Segment Open

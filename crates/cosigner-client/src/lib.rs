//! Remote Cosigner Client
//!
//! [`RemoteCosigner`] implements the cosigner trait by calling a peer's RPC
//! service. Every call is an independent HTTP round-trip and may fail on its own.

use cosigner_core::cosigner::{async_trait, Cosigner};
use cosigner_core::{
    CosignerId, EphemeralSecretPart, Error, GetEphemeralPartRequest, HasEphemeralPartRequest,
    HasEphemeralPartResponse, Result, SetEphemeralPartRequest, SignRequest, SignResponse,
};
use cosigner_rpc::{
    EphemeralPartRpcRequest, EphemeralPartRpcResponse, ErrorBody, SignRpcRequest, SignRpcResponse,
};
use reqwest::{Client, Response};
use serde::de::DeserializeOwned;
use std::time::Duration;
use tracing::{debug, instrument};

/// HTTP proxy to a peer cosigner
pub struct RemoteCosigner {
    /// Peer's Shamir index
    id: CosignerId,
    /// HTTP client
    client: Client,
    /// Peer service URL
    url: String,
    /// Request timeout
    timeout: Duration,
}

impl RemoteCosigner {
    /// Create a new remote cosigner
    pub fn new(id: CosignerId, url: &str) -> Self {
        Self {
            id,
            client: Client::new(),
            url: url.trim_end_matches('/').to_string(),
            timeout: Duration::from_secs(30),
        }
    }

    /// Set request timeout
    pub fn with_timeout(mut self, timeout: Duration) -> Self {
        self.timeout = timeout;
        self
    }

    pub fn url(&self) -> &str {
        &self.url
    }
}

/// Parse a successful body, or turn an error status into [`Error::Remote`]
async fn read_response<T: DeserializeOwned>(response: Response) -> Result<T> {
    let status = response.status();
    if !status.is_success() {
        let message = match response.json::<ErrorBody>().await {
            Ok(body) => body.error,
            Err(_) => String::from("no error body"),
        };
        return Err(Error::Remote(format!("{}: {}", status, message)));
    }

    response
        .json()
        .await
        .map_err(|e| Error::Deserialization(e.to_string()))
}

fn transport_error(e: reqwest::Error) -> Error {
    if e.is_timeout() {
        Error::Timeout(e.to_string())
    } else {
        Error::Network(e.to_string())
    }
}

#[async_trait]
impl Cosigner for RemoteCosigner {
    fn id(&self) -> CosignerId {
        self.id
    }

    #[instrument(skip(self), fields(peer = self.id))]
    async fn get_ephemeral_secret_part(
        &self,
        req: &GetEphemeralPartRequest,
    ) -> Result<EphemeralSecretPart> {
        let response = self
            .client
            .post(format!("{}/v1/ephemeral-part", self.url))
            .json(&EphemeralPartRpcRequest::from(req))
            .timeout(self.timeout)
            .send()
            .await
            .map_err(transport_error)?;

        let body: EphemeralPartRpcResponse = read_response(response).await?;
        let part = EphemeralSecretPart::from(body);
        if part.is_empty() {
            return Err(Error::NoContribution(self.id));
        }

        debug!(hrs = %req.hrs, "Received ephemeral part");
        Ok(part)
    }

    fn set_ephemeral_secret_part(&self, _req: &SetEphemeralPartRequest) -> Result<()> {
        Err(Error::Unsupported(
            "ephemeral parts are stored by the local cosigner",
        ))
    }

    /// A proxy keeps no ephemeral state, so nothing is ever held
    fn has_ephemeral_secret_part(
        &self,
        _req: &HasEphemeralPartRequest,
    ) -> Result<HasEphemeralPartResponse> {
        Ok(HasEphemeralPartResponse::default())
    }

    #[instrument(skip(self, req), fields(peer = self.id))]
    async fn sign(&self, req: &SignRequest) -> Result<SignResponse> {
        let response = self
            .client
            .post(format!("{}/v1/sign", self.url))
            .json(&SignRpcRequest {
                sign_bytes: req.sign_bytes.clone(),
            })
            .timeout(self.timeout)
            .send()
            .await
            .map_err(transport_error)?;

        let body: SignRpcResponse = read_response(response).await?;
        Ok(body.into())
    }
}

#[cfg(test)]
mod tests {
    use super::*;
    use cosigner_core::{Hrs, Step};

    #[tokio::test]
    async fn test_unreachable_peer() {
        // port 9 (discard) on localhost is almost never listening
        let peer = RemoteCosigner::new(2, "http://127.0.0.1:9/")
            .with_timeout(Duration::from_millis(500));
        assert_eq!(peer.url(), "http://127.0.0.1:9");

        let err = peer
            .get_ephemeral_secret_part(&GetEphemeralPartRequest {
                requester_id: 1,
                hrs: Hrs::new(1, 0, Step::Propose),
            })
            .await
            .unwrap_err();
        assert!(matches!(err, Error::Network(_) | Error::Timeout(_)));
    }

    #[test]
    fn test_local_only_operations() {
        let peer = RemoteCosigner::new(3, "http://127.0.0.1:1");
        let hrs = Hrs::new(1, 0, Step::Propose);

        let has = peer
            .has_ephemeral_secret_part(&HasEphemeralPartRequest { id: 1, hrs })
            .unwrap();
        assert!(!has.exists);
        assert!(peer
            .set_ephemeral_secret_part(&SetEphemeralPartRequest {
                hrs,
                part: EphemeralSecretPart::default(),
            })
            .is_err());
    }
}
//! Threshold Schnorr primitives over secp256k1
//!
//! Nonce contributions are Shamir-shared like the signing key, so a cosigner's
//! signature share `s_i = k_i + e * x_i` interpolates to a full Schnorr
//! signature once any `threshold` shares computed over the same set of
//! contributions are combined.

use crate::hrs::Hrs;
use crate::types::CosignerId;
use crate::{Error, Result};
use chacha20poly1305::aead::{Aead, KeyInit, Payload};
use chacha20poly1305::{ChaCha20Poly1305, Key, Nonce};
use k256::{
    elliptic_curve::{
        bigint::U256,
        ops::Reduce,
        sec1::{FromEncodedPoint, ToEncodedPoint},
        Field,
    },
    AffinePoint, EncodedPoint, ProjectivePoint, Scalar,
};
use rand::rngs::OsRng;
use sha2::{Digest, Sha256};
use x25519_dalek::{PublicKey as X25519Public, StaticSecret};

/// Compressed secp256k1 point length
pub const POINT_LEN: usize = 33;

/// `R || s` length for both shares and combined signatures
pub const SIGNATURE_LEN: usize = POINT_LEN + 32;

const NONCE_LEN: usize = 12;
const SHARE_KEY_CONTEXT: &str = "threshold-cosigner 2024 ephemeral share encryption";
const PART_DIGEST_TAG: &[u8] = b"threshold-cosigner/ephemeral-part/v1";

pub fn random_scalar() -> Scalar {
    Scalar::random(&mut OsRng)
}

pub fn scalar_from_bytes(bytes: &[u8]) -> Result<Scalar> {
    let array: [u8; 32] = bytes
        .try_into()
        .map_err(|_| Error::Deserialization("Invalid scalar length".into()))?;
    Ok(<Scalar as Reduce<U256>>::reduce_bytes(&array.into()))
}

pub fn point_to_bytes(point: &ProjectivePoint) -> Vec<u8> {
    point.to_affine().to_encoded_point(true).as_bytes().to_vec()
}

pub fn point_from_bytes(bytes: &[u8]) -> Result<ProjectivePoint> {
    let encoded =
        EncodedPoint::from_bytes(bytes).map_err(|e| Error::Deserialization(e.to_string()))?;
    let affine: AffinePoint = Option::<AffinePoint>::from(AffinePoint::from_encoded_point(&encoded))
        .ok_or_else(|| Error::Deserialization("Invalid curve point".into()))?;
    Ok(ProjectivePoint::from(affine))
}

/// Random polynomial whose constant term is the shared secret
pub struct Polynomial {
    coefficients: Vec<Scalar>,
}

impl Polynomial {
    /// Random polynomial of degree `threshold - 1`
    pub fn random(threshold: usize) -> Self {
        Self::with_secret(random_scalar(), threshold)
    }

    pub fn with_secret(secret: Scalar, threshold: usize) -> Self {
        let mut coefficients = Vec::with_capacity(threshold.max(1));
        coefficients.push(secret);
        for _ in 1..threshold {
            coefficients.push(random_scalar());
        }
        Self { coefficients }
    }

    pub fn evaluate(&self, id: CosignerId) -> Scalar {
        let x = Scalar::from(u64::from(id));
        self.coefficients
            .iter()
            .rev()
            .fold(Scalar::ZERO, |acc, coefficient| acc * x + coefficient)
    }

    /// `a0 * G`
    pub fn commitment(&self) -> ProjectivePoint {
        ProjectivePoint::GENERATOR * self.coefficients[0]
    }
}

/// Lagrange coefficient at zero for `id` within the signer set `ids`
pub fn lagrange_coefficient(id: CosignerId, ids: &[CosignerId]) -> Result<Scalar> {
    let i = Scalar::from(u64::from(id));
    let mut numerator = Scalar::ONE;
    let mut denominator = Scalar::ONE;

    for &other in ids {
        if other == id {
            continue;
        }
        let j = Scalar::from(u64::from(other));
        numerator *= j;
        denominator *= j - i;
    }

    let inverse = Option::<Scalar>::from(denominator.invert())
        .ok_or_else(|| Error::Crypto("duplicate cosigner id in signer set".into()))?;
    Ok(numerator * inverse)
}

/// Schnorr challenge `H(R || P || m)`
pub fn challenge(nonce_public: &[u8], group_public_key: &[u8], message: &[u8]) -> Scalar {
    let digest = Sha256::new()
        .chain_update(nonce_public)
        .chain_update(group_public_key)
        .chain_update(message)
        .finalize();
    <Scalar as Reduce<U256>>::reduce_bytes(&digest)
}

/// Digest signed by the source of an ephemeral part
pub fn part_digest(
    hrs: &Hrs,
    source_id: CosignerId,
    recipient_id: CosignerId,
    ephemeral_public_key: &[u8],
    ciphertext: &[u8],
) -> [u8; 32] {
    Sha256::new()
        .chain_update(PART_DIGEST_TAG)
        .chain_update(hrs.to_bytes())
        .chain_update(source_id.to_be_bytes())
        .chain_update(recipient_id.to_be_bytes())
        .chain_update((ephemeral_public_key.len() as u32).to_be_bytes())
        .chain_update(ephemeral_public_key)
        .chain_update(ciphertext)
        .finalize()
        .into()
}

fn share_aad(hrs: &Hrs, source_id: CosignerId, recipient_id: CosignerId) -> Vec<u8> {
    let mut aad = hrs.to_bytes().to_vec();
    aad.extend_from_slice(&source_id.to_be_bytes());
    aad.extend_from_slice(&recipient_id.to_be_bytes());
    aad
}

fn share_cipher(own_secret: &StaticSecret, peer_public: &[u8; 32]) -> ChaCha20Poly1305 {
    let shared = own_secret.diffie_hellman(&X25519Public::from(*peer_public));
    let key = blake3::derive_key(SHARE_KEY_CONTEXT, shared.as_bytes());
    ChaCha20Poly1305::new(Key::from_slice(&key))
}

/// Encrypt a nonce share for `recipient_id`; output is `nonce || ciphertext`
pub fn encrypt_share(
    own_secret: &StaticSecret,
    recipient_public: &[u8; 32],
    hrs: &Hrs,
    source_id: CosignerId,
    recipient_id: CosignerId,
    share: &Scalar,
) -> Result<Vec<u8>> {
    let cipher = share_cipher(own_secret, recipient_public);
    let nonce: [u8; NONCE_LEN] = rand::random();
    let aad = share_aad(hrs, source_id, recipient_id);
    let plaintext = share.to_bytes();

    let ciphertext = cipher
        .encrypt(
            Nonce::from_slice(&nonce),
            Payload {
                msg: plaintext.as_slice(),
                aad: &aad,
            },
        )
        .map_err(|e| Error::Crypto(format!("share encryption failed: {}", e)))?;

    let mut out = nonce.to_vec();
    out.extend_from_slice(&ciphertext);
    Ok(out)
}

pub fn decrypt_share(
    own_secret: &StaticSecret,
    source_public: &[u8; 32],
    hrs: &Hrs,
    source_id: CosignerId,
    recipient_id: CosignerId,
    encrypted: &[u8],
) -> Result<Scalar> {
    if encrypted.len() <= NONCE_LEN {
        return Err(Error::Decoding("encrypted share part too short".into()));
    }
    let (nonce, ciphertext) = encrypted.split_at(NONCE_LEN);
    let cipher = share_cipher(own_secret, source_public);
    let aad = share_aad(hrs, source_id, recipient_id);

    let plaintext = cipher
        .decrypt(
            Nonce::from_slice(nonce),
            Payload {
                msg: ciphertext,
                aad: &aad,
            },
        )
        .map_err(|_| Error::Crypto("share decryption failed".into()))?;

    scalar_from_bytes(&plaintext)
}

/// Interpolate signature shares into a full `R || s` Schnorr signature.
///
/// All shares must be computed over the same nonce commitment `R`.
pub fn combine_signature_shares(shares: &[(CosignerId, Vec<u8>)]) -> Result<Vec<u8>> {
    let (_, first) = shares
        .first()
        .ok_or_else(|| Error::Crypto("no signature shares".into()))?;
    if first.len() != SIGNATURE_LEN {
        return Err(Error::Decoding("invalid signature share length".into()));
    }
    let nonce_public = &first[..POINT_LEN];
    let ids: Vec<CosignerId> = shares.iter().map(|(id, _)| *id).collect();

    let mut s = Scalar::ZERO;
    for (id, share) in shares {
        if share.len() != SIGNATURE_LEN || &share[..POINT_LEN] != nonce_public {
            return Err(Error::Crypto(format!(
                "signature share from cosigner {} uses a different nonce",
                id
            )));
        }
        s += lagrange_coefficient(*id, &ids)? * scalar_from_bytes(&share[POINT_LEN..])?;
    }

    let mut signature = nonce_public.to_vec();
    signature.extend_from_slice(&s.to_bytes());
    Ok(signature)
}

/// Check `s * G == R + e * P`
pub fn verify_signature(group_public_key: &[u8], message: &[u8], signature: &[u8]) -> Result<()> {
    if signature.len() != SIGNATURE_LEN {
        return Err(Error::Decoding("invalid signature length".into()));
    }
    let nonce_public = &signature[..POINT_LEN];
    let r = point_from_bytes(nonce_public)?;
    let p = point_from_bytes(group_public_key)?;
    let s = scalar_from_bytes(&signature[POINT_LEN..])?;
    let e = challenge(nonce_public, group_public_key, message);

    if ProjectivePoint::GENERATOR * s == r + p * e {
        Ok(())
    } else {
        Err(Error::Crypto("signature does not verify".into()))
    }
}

Segment Closed
Segment Open

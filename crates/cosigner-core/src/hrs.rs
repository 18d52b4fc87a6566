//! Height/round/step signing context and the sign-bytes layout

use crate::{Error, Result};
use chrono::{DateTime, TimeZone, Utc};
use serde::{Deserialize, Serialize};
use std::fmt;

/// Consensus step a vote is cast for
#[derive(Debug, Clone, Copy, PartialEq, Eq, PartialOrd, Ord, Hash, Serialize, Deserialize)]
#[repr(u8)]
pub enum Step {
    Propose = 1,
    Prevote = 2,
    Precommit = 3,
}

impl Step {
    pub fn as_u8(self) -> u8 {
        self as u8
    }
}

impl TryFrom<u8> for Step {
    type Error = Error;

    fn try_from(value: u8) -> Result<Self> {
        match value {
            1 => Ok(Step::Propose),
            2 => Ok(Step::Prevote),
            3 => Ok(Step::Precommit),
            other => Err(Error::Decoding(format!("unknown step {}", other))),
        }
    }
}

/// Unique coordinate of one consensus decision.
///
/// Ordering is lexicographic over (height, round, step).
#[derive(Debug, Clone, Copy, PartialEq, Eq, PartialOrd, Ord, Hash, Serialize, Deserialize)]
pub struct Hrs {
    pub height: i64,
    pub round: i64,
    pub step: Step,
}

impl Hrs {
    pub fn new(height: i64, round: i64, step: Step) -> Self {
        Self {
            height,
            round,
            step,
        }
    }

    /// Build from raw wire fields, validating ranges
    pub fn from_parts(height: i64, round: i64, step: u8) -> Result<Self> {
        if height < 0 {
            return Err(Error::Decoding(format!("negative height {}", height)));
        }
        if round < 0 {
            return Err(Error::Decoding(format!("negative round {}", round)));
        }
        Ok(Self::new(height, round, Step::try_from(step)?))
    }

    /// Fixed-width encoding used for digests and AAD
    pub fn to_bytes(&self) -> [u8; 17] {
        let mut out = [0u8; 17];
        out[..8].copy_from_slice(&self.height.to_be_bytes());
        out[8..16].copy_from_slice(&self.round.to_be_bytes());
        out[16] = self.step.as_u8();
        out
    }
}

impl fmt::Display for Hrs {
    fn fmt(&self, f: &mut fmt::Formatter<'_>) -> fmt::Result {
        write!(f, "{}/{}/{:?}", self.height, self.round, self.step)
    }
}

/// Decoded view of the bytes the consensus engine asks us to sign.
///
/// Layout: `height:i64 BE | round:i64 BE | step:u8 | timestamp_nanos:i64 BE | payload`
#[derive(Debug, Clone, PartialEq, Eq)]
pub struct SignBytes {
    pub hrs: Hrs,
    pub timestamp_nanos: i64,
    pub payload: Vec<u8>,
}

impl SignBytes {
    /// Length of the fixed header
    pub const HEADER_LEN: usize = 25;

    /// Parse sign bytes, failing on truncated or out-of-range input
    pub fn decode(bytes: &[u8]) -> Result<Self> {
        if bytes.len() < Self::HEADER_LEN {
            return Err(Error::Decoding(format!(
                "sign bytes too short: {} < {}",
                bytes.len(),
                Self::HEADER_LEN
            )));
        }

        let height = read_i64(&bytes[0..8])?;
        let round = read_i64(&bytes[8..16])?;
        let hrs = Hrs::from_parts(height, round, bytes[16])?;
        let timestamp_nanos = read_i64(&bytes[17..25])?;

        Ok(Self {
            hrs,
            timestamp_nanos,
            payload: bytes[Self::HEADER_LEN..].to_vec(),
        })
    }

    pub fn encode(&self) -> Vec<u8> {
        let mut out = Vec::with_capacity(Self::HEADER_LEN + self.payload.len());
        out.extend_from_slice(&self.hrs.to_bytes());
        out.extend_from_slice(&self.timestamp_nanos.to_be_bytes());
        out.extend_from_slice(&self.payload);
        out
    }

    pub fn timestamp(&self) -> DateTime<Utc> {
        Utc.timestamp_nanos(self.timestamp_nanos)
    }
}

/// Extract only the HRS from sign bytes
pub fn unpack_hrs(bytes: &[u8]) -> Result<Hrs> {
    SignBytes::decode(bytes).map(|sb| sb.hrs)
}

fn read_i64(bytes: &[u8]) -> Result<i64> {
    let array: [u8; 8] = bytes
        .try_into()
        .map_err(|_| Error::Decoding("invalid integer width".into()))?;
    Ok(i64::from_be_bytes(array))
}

Segment Closed

● **TASK PROMPT**: Find the lines above with the word "Parse". Copy them out.

● **YOUR RESPONSE**:
/// Parse a successful body, or turn an error status into [`Error::Remote`]
    /// Parse sign bytes, failing on truncated or out-of-range input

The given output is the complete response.